UCSF Website Updates

News and announcements regarding UCSF websites, as well as best practices and tips for getting the most out of your web presence.

The Human Resources Website Success Story

Congratulations on the combined efforts of the Human Resources (HR) web team and IT Web Services. Together they increased the HR website Siteimprove accessibility score to 98.3 out of 100. This is one of the top 10 highly trafficked UCSF websites where the average site score is 80.3.

The HR website redesign project kicked off in the fall of 2020. The top priority was to move the site off an insecure server. Additionally, the HR and Web Services teams migrated the HR site to a new platform and redesigned the content model. These efforts improved usability and accessibility along the way.

Team efforts

Reba Brindley from IT PMO, managed the project and kept it on time and within budget. Judy Daniel from IT Web Services led the content strategy effort and did the heavy lifting along with Élodie Fétiveau, the  lead developer.

Others from the IT Web Services team contributed significant time and expertise: Jayson Jaynes led the user experience (UX) design; Eric Guerin and Austen Tong provided development support for Élodie; Jill Wolters conducted accessibility reviews; Sasha Miller remediated code-based accessibility issues.

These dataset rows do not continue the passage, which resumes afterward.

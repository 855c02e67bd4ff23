//! The shard: a replicated, half-open time window of points.
//!
//! A shard maps a time-tagged write or query onto the replica servers that
//! hold it. Writes are sequenced through the write-ahead log and then
//! buffered to the local store and every remote replica; queries either run
//! locally through a query processor or are forwarded to one healthy
//! replica; deletes and drops fan out to every replica and their response
//! streams are merged back in order.
//!
//! Descriptors are created by the coordinator, wired up once through
//! [`ShardData::set_servers`] / [`ShardData::set_local_store`], and are
//! read-only afterwards: publish behind an `Arc` and never mutate.

use crate::engine::{
    AggregateEngine, FilteringEngine, ListSeriesEngine, PassthroughEngine, QueryProcessor,
};
use crate::protocol::{Request, RequestType, Response, ResponseType};
use crate::query::QuerySpec;
use crate::server::ClusterServer;
use crate::store::{LocalShardDb, LocalShardStore, ShardCheckout};
use crate::time::{NanoClock, WallClock};
use crate::wal::Wal;
use crate::GenericError;
use chrono::{DateTime, Utc};
use serde::{Deserialize, Serialize};
use snafu::{OptionExt, ResultExt, Snafu};
use std::fmt;
use std::sync::Arc;
use std::time::Duration;
use tokio::sync::mpsc;
use tracing::{debug, error, warn};

/// Point cap for the passthrough engine behind deletes, drops and
/// single-point queries.
const MAX_DELETE_RESULTS: usize = 10_000;

/// Point cap for passthrough engines on the regular select path.
const MAX_POINTS_BEFORE_SEND: usize = 1_000;

/// Depth of the private channel a local destructive query writes into.
const DESTRUCTIVE_RESPONSE_BUFFER: usize = 1_000;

The HR team delivered strong leadership, partnership, and hands-on support: Katharine Tull served as the project sponsor; Brad Nakano and Sharon Aretsky provided key assistance with the migration; and a full lineup of HR content owners provided feedback, content reviews and final sign off to ensure an accurate, improved HR website. Aaron Calhoun was instrumental in the content migration.

Previous state

The HR website’s accessibility score, tracked since the University of California Siteimprove rollout in the spring of 2018, consistently hovered in the 60s with multiple accessibility issues flagged.

  • Site’s search was in bad shape and didn't deliver satisfactory results.
  • Navigation was not logical, and page headings were used incorrectly.
  • Deprecated and semantically incorrect HTML code was rampant.
  • Images did not include alternative text, or if they did exist, used the file name instead of human language descriptions.
  • Tables were misused for layout.
  • When tables were appropriately used for data, they were missing descriptions plus rows and column headers.

Current state

Heavy-lift content review and best practices made a huge, positive difference.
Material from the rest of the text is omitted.